- Your task: Look over the entries that follow and work out how many lines contain "vault". State the number only.

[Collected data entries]

··········

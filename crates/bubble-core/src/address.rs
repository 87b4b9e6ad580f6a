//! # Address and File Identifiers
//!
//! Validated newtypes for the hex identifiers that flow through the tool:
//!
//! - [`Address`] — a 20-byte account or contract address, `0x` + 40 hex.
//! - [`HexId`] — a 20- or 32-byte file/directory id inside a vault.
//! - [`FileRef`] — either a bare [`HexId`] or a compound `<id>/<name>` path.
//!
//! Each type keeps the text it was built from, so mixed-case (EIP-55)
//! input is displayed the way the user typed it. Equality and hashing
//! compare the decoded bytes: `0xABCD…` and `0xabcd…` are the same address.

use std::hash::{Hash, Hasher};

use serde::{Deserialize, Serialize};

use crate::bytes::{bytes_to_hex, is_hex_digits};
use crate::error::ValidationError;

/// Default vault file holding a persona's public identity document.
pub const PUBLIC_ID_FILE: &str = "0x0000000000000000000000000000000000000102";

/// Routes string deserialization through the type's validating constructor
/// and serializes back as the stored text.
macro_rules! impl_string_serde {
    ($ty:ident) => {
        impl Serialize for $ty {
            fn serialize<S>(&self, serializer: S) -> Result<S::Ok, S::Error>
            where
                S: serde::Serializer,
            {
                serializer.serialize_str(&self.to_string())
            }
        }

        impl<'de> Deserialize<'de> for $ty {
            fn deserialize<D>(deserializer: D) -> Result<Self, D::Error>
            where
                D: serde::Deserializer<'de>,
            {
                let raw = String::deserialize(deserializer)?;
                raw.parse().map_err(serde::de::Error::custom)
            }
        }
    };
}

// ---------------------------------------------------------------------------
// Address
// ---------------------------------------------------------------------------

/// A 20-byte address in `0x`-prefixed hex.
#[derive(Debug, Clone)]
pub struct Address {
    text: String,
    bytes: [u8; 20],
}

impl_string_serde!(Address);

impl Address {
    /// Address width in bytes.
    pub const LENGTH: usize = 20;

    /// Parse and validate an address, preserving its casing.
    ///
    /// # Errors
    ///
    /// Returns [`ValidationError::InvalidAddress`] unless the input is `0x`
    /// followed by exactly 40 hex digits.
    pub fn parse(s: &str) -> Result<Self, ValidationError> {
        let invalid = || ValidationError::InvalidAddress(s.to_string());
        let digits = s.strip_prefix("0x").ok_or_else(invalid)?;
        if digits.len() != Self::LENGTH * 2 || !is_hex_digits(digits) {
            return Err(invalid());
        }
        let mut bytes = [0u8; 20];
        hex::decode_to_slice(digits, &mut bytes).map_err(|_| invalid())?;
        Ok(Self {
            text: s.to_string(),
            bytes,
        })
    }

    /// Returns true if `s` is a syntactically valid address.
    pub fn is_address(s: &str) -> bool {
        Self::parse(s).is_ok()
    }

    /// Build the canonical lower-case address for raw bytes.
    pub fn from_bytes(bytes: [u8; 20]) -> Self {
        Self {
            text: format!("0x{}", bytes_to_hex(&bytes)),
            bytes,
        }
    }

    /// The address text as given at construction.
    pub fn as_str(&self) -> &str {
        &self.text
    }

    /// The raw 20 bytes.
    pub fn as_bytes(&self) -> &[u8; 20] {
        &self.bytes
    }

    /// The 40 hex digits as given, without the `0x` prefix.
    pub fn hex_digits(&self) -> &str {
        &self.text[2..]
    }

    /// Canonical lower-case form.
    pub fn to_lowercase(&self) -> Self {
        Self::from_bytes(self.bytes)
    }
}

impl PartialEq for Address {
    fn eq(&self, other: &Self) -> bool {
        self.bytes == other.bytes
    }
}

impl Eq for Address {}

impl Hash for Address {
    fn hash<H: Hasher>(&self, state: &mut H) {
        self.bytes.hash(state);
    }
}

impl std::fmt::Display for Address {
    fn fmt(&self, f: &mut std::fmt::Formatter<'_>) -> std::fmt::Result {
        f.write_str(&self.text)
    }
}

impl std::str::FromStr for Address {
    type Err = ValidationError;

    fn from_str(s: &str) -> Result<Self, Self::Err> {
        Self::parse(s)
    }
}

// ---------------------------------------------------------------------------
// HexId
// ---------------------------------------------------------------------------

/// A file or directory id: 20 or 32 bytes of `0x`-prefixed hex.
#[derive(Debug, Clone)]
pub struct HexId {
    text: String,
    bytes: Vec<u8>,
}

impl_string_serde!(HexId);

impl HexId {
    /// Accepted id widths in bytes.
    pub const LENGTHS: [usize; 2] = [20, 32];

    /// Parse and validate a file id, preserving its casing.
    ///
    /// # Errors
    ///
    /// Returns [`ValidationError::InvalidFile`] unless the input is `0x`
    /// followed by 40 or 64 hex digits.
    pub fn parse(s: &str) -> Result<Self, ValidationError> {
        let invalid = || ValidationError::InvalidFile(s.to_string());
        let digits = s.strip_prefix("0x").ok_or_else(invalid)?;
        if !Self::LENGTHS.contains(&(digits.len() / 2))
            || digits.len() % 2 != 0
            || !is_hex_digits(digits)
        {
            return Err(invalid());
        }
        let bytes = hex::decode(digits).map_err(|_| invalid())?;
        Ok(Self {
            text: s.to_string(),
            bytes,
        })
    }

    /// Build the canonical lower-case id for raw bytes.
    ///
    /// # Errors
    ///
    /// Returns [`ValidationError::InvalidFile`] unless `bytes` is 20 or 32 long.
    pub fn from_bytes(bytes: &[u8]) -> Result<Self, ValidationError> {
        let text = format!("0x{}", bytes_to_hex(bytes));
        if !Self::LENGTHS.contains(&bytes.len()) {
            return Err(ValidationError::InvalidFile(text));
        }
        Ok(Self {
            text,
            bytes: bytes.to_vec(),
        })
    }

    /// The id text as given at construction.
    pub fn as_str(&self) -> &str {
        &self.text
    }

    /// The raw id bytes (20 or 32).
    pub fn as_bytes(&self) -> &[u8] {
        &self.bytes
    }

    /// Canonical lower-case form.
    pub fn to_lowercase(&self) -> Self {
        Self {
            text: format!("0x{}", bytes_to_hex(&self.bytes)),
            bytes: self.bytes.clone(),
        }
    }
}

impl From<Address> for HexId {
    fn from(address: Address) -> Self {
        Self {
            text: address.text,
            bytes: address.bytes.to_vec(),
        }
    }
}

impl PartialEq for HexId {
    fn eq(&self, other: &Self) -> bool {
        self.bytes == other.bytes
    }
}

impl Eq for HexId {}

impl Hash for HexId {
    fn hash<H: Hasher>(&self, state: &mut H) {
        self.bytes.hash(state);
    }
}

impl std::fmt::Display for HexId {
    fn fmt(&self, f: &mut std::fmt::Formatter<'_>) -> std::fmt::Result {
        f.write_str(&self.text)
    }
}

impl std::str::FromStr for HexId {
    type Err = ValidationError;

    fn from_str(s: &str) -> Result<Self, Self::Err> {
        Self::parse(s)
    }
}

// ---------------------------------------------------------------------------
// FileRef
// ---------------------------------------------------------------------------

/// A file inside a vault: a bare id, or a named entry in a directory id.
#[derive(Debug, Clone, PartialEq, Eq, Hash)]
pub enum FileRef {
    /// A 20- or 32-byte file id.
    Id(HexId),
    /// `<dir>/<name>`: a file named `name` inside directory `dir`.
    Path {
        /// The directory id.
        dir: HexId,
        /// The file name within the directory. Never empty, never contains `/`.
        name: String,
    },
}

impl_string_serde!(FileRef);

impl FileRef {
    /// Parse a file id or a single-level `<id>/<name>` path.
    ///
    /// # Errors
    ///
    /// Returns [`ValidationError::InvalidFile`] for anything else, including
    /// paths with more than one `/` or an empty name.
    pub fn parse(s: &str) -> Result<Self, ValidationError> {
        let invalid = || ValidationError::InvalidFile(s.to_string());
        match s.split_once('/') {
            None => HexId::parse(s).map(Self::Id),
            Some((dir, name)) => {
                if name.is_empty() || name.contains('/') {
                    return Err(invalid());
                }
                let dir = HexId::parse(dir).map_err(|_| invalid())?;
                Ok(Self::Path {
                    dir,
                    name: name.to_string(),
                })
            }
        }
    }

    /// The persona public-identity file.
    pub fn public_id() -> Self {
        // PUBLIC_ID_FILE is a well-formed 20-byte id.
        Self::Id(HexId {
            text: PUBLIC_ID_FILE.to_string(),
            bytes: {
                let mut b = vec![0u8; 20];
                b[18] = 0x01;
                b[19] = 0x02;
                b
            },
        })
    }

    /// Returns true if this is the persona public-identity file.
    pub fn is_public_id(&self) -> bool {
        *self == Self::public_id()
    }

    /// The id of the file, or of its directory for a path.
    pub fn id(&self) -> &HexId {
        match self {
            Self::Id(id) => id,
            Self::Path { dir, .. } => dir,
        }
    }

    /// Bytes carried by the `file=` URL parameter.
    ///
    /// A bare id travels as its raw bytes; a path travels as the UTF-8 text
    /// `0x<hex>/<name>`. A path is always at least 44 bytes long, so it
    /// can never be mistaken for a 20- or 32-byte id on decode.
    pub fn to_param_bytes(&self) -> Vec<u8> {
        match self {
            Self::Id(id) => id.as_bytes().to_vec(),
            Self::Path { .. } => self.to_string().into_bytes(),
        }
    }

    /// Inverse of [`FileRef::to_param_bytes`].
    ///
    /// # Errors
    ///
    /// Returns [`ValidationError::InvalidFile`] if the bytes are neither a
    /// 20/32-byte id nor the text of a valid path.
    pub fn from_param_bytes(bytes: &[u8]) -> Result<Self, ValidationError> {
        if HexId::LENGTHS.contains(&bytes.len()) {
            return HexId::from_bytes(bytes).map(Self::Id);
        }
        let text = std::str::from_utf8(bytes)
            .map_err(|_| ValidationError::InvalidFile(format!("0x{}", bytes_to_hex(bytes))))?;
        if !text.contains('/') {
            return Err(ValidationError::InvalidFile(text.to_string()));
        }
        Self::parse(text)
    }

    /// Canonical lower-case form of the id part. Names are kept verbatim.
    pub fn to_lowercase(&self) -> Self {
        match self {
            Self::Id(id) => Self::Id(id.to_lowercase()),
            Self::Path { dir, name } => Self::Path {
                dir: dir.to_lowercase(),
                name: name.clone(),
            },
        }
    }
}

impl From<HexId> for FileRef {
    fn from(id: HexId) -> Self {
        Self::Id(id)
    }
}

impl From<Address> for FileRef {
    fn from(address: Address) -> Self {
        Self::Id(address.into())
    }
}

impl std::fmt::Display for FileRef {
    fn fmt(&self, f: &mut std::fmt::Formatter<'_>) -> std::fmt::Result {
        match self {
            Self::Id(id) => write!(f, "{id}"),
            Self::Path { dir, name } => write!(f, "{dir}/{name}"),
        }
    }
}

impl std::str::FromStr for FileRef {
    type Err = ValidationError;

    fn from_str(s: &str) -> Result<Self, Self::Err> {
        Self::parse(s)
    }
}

··········

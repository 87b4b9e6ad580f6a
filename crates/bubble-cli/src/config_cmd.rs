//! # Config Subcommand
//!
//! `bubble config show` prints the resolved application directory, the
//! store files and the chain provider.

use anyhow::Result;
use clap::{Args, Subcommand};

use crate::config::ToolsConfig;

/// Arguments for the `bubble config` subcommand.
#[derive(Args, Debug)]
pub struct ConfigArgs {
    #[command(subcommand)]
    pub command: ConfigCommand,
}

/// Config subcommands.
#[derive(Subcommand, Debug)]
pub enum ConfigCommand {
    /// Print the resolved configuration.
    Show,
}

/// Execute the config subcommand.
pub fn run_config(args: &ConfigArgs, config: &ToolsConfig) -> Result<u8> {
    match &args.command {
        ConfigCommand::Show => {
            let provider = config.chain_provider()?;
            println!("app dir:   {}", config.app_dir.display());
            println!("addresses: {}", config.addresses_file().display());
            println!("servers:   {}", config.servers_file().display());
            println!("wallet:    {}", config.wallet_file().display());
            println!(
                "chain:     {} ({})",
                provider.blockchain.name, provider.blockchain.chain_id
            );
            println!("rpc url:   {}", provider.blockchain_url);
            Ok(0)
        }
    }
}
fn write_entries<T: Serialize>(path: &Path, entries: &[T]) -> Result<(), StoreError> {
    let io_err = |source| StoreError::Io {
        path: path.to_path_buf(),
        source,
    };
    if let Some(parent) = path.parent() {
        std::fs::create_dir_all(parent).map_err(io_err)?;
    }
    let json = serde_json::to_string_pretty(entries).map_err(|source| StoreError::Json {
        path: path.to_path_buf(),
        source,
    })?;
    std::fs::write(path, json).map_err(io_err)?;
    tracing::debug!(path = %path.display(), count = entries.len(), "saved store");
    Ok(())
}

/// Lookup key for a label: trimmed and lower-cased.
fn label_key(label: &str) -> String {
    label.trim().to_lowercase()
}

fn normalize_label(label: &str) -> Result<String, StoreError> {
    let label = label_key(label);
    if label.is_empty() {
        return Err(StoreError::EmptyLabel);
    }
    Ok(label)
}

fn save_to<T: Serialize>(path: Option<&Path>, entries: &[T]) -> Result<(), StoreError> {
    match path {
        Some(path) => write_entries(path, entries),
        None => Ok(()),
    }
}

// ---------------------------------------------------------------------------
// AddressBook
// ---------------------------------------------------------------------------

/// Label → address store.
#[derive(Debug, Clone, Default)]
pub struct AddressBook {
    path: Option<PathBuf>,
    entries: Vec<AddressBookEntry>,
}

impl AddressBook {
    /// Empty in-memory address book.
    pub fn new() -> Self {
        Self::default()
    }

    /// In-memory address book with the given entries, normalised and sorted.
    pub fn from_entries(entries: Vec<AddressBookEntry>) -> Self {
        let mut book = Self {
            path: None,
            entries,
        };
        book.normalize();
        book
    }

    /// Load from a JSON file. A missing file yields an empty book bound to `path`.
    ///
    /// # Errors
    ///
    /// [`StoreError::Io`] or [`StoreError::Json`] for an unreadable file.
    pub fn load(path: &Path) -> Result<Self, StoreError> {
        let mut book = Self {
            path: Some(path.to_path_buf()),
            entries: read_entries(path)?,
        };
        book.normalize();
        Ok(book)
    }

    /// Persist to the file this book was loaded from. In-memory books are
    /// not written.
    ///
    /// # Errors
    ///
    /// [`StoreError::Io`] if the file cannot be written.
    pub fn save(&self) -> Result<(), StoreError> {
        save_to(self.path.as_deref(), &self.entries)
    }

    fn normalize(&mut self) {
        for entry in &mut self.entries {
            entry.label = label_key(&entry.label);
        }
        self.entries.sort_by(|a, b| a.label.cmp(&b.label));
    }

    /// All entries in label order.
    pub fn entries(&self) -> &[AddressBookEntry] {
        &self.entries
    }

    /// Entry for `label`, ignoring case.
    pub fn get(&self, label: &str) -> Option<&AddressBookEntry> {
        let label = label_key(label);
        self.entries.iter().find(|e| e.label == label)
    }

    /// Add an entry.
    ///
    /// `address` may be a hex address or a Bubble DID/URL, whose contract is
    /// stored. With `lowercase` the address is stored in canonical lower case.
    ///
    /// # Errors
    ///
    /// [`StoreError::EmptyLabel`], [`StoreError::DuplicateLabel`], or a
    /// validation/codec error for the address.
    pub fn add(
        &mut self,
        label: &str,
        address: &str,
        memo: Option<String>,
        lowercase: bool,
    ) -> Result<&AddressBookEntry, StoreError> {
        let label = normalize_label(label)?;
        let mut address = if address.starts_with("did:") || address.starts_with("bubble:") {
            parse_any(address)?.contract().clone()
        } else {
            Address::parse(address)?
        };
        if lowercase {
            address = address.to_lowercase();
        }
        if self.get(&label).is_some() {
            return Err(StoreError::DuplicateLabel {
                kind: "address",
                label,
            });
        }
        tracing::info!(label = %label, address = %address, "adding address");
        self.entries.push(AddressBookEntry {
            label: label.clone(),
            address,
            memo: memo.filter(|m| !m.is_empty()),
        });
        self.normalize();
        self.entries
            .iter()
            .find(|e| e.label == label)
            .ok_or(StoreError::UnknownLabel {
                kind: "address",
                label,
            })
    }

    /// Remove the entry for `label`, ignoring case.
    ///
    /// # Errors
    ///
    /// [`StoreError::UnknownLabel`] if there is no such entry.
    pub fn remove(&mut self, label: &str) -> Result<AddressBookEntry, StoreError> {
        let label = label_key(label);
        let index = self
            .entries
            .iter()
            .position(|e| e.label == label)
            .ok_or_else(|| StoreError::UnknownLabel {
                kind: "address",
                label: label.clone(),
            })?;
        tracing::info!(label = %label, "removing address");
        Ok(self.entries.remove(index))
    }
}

··········

- Answer area: 3